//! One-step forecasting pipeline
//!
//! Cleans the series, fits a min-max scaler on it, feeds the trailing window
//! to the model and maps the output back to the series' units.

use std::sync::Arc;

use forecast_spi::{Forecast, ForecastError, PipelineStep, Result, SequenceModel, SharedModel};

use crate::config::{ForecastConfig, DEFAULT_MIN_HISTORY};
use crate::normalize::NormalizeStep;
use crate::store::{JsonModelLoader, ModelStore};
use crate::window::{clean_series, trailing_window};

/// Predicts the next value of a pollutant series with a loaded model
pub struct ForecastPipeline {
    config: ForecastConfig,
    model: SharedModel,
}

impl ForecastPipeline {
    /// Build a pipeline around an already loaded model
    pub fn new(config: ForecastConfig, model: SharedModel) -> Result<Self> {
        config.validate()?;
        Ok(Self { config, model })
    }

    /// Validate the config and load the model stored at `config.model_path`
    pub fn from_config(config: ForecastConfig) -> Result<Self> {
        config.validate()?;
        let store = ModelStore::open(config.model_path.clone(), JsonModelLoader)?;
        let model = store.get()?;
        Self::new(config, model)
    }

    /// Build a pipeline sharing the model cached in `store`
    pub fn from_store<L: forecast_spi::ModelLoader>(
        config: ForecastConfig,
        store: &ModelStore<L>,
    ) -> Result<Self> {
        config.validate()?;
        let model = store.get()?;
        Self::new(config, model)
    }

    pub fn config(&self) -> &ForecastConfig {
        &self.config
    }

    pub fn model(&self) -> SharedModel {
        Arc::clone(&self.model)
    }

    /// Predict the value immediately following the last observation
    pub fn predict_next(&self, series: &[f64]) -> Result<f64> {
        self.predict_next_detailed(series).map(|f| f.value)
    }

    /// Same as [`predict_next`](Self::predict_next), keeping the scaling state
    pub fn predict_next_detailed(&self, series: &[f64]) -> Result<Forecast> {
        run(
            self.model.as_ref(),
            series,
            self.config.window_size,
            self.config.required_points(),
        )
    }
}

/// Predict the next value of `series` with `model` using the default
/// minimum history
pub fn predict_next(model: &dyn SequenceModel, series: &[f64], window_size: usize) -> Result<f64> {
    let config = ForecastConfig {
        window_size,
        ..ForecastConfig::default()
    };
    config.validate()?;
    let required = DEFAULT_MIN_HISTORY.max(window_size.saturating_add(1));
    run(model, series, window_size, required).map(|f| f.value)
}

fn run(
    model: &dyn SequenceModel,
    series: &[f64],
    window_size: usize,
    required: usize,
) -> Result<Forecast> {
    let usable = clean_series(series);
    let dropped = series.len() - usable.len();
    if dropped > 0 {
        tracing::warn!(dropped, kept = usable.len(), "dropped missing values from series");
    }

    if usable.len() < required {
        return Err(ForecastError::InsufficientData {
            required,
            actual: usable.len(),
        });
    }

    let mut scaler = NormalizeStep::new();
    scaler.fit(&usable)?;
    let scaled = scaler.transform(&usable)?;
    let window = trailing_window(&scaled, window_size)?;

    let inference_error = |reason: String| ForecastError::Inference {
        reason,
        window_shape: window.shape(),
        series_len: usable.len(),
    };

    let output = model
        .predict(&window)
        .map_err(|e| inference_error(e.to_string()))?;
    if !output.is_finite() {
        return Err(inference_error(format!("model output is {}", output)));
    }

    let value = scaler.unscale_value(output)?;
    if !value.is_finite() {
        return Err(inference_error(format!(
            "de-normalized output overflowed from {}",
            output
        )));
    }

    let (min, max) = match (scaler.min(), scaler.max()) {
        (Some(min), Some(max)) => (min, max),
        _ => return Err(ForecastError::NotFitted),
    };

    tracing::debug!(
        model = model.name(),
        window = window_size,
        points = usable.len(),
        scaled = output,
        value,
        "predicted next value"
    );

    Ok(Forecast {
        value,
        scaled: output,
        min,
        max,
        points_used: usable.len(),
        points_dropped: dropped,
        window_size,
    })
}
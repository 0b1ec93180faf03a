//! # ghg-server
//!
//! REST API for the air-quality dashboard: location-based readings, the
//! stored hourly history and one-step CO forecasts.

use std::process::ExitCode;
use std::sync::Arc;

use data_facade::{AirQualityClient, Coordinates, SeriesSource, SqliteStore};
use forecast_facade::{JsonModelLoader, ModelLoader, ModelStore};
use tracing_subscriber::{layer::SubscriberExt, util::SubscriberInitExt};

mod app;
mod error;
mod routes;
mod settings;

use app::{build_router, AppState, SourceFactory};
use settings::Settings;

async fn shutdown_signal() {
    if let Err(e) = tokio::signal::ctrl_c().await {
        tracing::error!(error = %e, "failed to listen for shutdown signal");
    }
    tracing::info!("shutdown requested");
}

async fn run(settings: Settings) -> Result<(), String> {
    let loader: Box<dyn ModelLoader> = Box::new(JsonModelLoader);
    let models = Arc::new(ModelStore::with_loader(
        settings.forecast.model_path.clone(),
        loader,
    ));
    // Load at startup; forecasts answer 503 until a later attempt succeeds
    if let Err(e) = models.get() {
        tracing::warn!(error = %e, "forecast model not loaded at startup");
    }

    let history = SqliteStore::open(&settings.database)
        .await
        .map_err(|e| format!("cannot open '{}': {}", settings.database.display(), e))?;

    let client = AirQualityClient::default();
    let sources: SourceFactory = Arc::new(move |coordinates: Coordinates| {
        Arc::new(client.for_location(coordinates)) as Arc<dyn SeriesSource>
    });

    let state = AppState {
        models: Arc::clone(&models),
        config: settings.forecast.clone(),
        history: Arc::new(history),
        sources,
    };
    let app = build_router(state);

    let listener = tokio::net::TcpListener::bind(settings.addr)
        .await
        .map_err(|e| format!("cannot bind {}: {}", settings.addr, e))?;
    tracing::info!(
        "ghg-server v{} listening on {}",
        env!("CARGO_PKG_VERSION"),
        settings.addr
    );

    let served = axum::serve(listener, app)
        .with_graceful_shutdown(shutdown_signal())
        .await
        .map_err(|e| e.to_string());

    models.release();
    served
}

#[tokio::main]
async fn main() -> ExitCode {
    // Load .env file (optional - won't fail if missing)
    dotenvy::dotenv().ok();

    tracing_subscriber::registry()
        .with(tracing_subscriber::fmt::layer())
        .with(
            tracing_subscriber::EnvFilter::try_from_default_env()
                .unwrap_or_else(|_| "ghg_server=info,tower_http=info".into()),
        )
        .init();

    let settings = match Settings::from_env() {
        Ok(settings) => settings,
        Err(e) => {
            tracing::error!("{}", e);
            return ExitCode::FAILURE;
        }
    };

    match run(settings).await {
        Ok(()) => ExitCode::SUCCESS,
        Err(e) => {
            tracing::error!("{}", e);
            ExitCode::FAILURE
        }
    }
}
--
EXERCISE BRIEF →
Nothing but a number should be given: the count of lines above that include the string "AirQualityClient".

SOLVED PROBLEM →
2